(Saved data entries)
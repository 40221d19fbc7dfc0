use crate::SiteError;
use serde::{Deserialize, Serialize};

/// Defines the wave field at which a location within the column is evaluated
///
/// The wave field distinguishes how the up-going and down-going wave
/// components are combined by the external propagation solver.
#[derive(Clone, Copy, Debug, Deserialize, Eq, Hash, PartialEq, Serialize)]
pub enum WaveField {
    /// Motion at a free surface (up-going plus down-going, doubled up-going at the top)
    Outcrop,

    /// Motion within the column (up-going plus down-going)
    Within,

    /// Up-going (incident) component only
    IncomingOnly,
}

impl WaveField {
    /// Returns the wave field matching a raw label
    pub fn from_label(label: &str) -> Result<Self, SiteError> {
        match label {
            "outcrop" => Ok(WaveField::Outcrop),
            "within" => Ok(WaveField::Within),
            "incoming_only" => Ok(WaveField::IncomingOnly),
            _ => Err(SiteError::Configuration("unknown wave field label")),
        }
    }
}

/// Defines the formulation combining shear modulus and damping into a complex modulus
///
/// Each formulation preserves the dissipated energy of the hysteresis loop;
/// they differ in how well the modulus amplitude is preserved.
#[derive(Clone, Copy, Debug, Deserialize, Eq, Hash, PartialEq, Serialize)]
pub enum CompModulus {
    /// Frequency-independent formulation (Seed et al., 1970)
    ///
    /// Overestimates the modulus: `|G*| = G √(1 + 4β²)`
    Seed,

    /// Simplified formulation (Kramer, 1996)
    ///
    /// Overestimates the modulus: `|G*| = G √(1 + 2β² + β⁴)`
    Kramer,

    /// Energy-consistent formulation (Dormieux and Canou, 1990)
    ///
    /// Preserves the modulus: `|G*| = G`
    Dormieux,
}

impl CompModulus {
    /// Returns the formulation matching a raw label
    pub fn from_label(label: &str) -> Result<Self, SiteError> {
        match label {
            "seed" => Ok(CompModulus::Seed),
            "kramer" => Ok(CompModulus::Kramer),
            "dormieux" => Ok(CompModulus::Dormieux),
            _ => Err(SiteError::UnsupportedModel(
                "unrecognized complex modulus formulation",
            )),
        }
    }
}

////////////////////////////////////////////////////////////////////////////////////////////////////////////////////////

#[cfg(test)]
mod tests {
    use super::{CompModulus, WaveField};
    use crate::SiteError;

    #[test]
    fn wave_field_from_label_works() {
        assert_eq!(WaveField::from_label("outcrop"), Ok(WaveField::Outcrop));
        assert_eq!(WaveField::from_label("within"), Ok(WaveField::Within));
        assert_eq!(
            WaveField::from_label("incoming_only"),
            Ok(WaveField::IncomingOnly)
        );
        assert_eq!(
            WaveField::from_label("refracted"),
            Err(SiteError::Configuration("unknown wave field label"))
        );
    }

    #[test]
    fn comp_modulus_from_label_works() {
        assert_eq!(CompModulus::from_label("seed"), Ok(CompModulus::Seed));
        assert_eq!(CompModulus::from_label("kramer"), Ok(CompModulus::Kramer));
        assert_eq!(
            CompModulus::from_label("dormieux"),
            Ok(CompModulus::Dormieux)
        );
        assert_eq!(
            CompModulus::from_label("viscous"),
            Err(SiteError::UnsupportedModel(
                "unrecognized complex modulus formulation"
            ))
        );
    }
}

To do:
Write all the data out again, exactly.

Response area:
repository 40221d19fbc7dfc0
use crate::SiteError;
use serde::{Deserialize, Serialize};

/// Defines the wave field at which a location within the column is evaluated
///
/// The wave field distinguishes how the up-going and down-going wave
/// components are combined by the external propagation solver.
#[derive(Clone, Copy, Debug, Deserialize, Eq, Hash, PartialEq, Serialize)]
pub enum WaveField {
    /// Motion at a free surface (up-going plus down-going, doubled up-going at the top)
    Outcrop,

    /// Motion within the column (up-going plus down-going)
    Within,

    /// Up-going (incident) component only
    IncomingOnly,
}

impl WaveField {
    /// Returns the wave field matching a raw label
    pub fn from_label(label: &str) -> Result<Self, SiteError> {
        match label {
            "outcrop" => Ok(WaveField::Outcrop),
            "within" => Ok(WaveField::Within),
            "incoming_only" => Ok(WaveField::IncomingOnly),
            _ => Err(SiteError::Configuration("unknown wave field label")),
        }
    }
}

/// Defines the formulation combining shear modulus and damping into a complex modulus
///
/// Each formulation preserves the dissipated energy of the hysteresis loop;
/// they differ in how well the modulus amplitude is preserved.
#[derive(Clone, Copy, Debug, Deserialize, Eq, Hash, PartialEq, Serialize)]
pub enum CompModulus {
    /// Frequency-independent formulation (Seed et al., 1970)
    ///
    /// Overestimates the modulus: `|G*| = G √(1 + 4β²)`
    Seed,

    /// Simplified formulation (Kramer, 1996)
    ///
    /// Overestimates the modulus: `|G*| = G √(1 + 2β² + β⁴)`
    Kramer,

    /// Energy-consistent formulation (Dormieux and Canou, 1990)
    ///
    /// Preserves the modulus: `|G*| = G`
    Dormieux,
}

impl CompModulus {
    /// Returns the formulation matching a raw label
    pub fn from_label(label: &str) -> Result<Self, SiteError> {
        match label {
            "seed" => Ok(CompModulus::Seed),
            "kramer" => Ok(CompModulus::Kramer),
            "dormieux" => Ok(CompModulus::Dormieux),
            _ => Err(SiteError::UnsupportedModel(
                "unrecognized complex modulus formulation",
            )),
        }
    }
}

////////////////////////////////////////////////////////////////////////////////////////////////////////////////////////

#[cfg(test)]
mod tests {
    use super::{CompModulus, WaveField};
    use crate::SiteError;

    #[test]
    fn wave_field_from_label_works() {
        assert_eq!(WaveField::from_label("outcrop"), Ok(WaveField::Outcrop));
        assert_eq!(WaveField::from_label("within"), Ok(WaveField::Within));
        assert_eq!(
            WaveField::from_label("incoming_only"),
            Ok(WaveField::IncomingOnly)
        );
        assert_eq!(
            WaveField::from_label("refracted"),
            Err(SiteError::Configuration("unknown wave field label"))
        );
    }

    #[test]
    fn comp_modulus_from_label_works() {
        assert_eq!(CompModulus::from_label("seed"), Ok(CompModulus::Seed));
        assert_eq!(CompModulus::from_label("kramer"), Ok(CompModulus::Kramer));
        assert_eq!(
            CompModulus::from_label("dormieux"),
            Ok(CompModulus::Dormieux)
        );
        assert_eq!(
            CompModulus::from_label("viscous"),
            Err(SiteError::UnsupportedModel(
                "unrecognized complex modulus formulation"
            ))
        );
    }
}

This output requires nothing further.